Introducing Dr Love, who solves your relationship riddles in a confusing digital age
Q. My girlfriend's past sex life makes me angry. Is this wrong?
A. What you're saying, in effect, is that your girlfriend had sex with someone, or possibly more than one person, before she agreed to sleep with you. What this means is, it annoys you that she managed to have sex with someone other than you. This implies that the only person you would like her to have sex with, in her entire life, is you. This is such a narcissistic, inane idea that it makes me pity your girlfriend for agreeing to go out with you in the first place. Do you own her or her life in any way? Is she your plaything? Should she have lost her virginity to you, so you could sleep in peace? Do you own her body? If it makes you angry, take a cold shower and deal with it. People have sex. You're probably angry because you couldn't convince anyone to sleep with you, until your girlfriend came along.

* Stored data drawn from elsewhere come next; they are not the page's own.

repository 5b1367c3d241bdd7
//! Storage layer for atomic file operations.

mod atomic_json;

pub use atomic_json::{AtomicJsonError, AtomicJsonFile};
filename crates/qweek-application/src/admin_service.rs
//! Admin use cases: results table, deletion and export.

use std::path::Path;
use std::sync::Arc;

use qweek_core::error::Result;
use qweek_core::participant::{Participant, ParticipantRepository};

use crate::csv_export::participants_to_csv;

pub const DELETED_MESSAGE: &str = "Participación eliminada correctamente.";
pub const DELETE_FAILED_MESSAGE: &str = "No se pudo eliminar la participación.";

pub struct AdminService {
    repository: Arc<dyn ParticipantRepository>,
}

impl AdminService {
    pub fn new(repository: Arc<dyn ParticipantRepository>) -> Self {
        Self { repository }
    }

    /// All participants, newest first.
    pub async fn list_participants(&self) -> Result<Vec<Participant>> {
        let mut participants = self.repository.list().await?;
        participants.sort_by(|a, b| b.created_at.cmp(&a.created_at));
        Ok(participants)
    }

    /// Deletes one participant.
    ///
    /// # Errors
    ///
    /// Returns `QweekError::NotFound` if no participant has this id.
    pub async fn delete_participant(&self, id: &str) -> Result<()> {
        self.repository.delete_by_id(id).await.map_err(|e| {
            tracing::error!("Failed to delete participant {}: {}", id, e);
            e
        })
    }

    /// The results table as CSV, in listing order.
    pub async fn export_csv(&self) -> Result<String> {
        Ok(participants_to_csv(&self.list_participants().await?))
    }

    /// Writes the CSV export to `path`; returns the number of rows written.
    pub async fn export_to_file(&self, path: &Path) -> Result<usize> {
        let participants = self.list_participants().await?;
        tokio::fs::write(path, participants_to_csv(&participants)).await?;
        tracing::info!(
            "Exported {} participants to {}",
            participants.len(),
            path.display()
        );
        Ok(participants.len())
    }
}

#[cfg(test)]
mod tests {
    use super::*;
    use chrono::{Duration, Utc};
    use qweek_infrastructure::InMemoryParticipantRepository;
    use tempfile::TempDir;

    fn participant(id: &str, minutes_ago: i64) -> Participant {
        Participant {
            id: id.to_string(),
            first_name: format!("First {}", id),
            last_name: "Last".to_string(),
            score: 5,
            total: 10,
            time_seconds: None,
            created_at: Utc::now() - Duration::minutes(minutes_ago),
        }
    }

    fn service() -> AdminService {
        let repository = InMemoryParticipantRepository::with_participants(vec![
            participant("old", 30),
            participant("new", 1),
            participant("mid", 10),
        ]);
        AdminService::new(Arc::new(repository))
    }

    #[tokio::test]
    async fn test_list_newest_first() {
        let ids: Vec<String> = service()
            .list_participants()
            .await
            .unwrap()
            .into_iter()
            .map(|p| p.id)
            .collect();
        assert_eq!(ids, vec!["new", "mid", "old"]);
    }

    #[tokio::test]
    async fn test_delete_and_missing_id() {
        let service = service();
        service.delete_participant("mid").await.unwrap();
        assert_eq!(service.list_participants().await.unwrap().len(), 2);

        let err = service.delete_participant("mid").await.unwrap_err();
        assert!(err.is_not_found());
    }

    #[tokio::test]
    async fn test_export_follows_listing_order() {
        let csv = service().export_csv().await.unwrap();
        let rows: Vec<&str> = csv.split('\n').skip(1).collect();
        assert_eq!(rows.len(), 3);
        assert!(rows[0].starts_with("First new;"));
        assert!(rows[2].starts_with("First old;"));
    }

    #[tokio::test]
    async fn test_export_to_file() {
        let temp = TempDir::new().unwrap();
        let path = temp.path().join("qweek-results.csv");

        let rows = service().export_to_file(&path).await.unwrap();
        assert_eq!(rows, 3);

        let bytes = std::fs::read(&path).unwrap();
        assert_eq!(&bytes[..3], &[0xEF, 0xBB, 0xBF]);
    }
}
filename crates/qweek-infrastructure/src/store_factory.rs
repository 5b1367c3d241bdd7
//! Builds the configured participant store.

use std::sync::Arc;

use qweek_core::config::{StoreBackend, StoreConfig};
use qweek_core::error::Result;
use qweek_core::participant::ParticipantRepository;

use crate::document_store_participant_repository::DocumentStoreParticipantRepository;
use crate::json_file_participant_repository::JsonFileParticipantRepository;
use crate::memory_participant_repository::InMemoryParticipantRepository;
use crate::paths::QweekPaths;

/// Creates the repository selected by `config.backend`.
///
/// The `file` backend uses `config.file_path`, falling back to the
/// participants file under the data directory.
pub fn build_participant_repository(
    config: &StoreConfig,
    paths: &QweekPaths,
) -> Result<Arc<dyn ParticipantRepository>> {
    tracing::info!("Using '{}' participant store", config.backend);

    let repository: Arc<dyn ParticipantRepository> = match config.backend {
        StoreBackend::File => {
            let path = match &config.file_path {
                Some(path) => path.clone(),
                None => paths.participants_file()?,
            };
            Arc::new(JsonFileParticipantRepository::with_path(path))
        }
        StoreBackend::Document => {
            Arc::new(DocumentStoreParticipantRepository::new(&config.document)?)
        }
        StoreBackend::Memory => Arc::new(InMemoryParticipantRepository::new()),
    };
    Ok(repository)
}
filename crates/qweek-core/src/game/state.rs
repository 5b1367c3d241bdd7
//! Game state machine states.

use std::fmt;

use serde::{Deserialize, Serialize};

/// Where a session is in the game.
///
/// Transitions are strictly linear:
/// `Round1 -> Result1 -> Round2 -> Result2 -> Final`.
#[derive(Debug, Clone, Copy, PartialEq, Eq, Hash, Serialize, Deserialize)]
#[serde(rename_all = "lowercase")]
pub enum GameState {
    Round1,
    Result1,
    Round2,
    Result2,
    Final,
}

impl GameState {
    /// States during which the elapsed-time counter advances.
    ///
    /// Result screens pause the counter; it stops for good after round 2.
    pub fn is_timed(self) -> bool {
        matches!(self, GameState::Round1 | GameState::Round2)
    }

    /// The state that follows this one, `None` for `Final`.
    pub fn successor(self) -> Option<GameState> {
        match self {
            GameState::Round1 => Some(GameState::Result1),
            GameState::Result1 => Some(GameState::Round2),
            GameState::Round2 => Some(GameState::Result2),
            GameState::Result2 => Some(GameState::Final),
            GameState::Final => None,
        }
    }

    pub fn as_str(self) -> &'static str {
        match self {
            GameState::Round1 => "round1",
            GameState::Result1 => "result1",
            GameState::Round2 => "round2",
            GameState::Result2 => "result2",
            GameState::Final => "final",
        }
    }
}

impl fmt::Display for GameState {
    fn fmt(&self, f: &mut fmt::Formatter<'_>) -> fmt::Result {
        f.write_str(self.as_str())
    }
}

#[cfg(test)]
mod tests {
    use super::*;

    #[test]
    fn test_successor_chain_is_linear() {
        let mut state = GameState::Round1;
        let mut visited = vec![state];
        while let Some(next) = state.successor() {
            visited.push(next);
            state = next;
        }
        assert_eq!(
            visited,
            vec![
                GameState::Round1,
                GameState::Result1,
                GameState::Round2,
                GameState::Result2,
                GameState::Final
            ]
        );
    }

    #[test]
    fn test_timed_states() {
        assert!(GameState::Round1.is_timed());
        assert!(GameState::Round2.is_timed());
        assert!(!GameState::Result1.is_timed());
        assert!(!GameState::Final.is_timed());
    }

    #[test]
    fn test_serde_names() {
        assert_eq!(
            serde_json::to_string(&GameState::Result2).unwrap(),
            "\"result2\""
        );
        assert_eq!(GameState::Round1.to_string(), "round1");
    }
}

Q. I was married a month ago. How many times should we have sex in a week?
A. Isn't that something you and your partner should decide? Sex isn't supposed to be a clinical thing you tick off your list after marriage. If you both want to do it every hour until you feel your genitalia will fall off, you should. If you want to do it once a year because you both can't stand the sight of each other without your clothes on, that's also okay. The latter option won't help your marriage, of course, because sex is an integral part of maintaining a healthy relationship. The thing to remember is that sex is beautiful and gets better with time. Don't approach it like a chore that needs to be completed on a daily basis. Try and use it to get to know your partner better. And do it the minute you both want to, instead of over-analysing the number of times you should.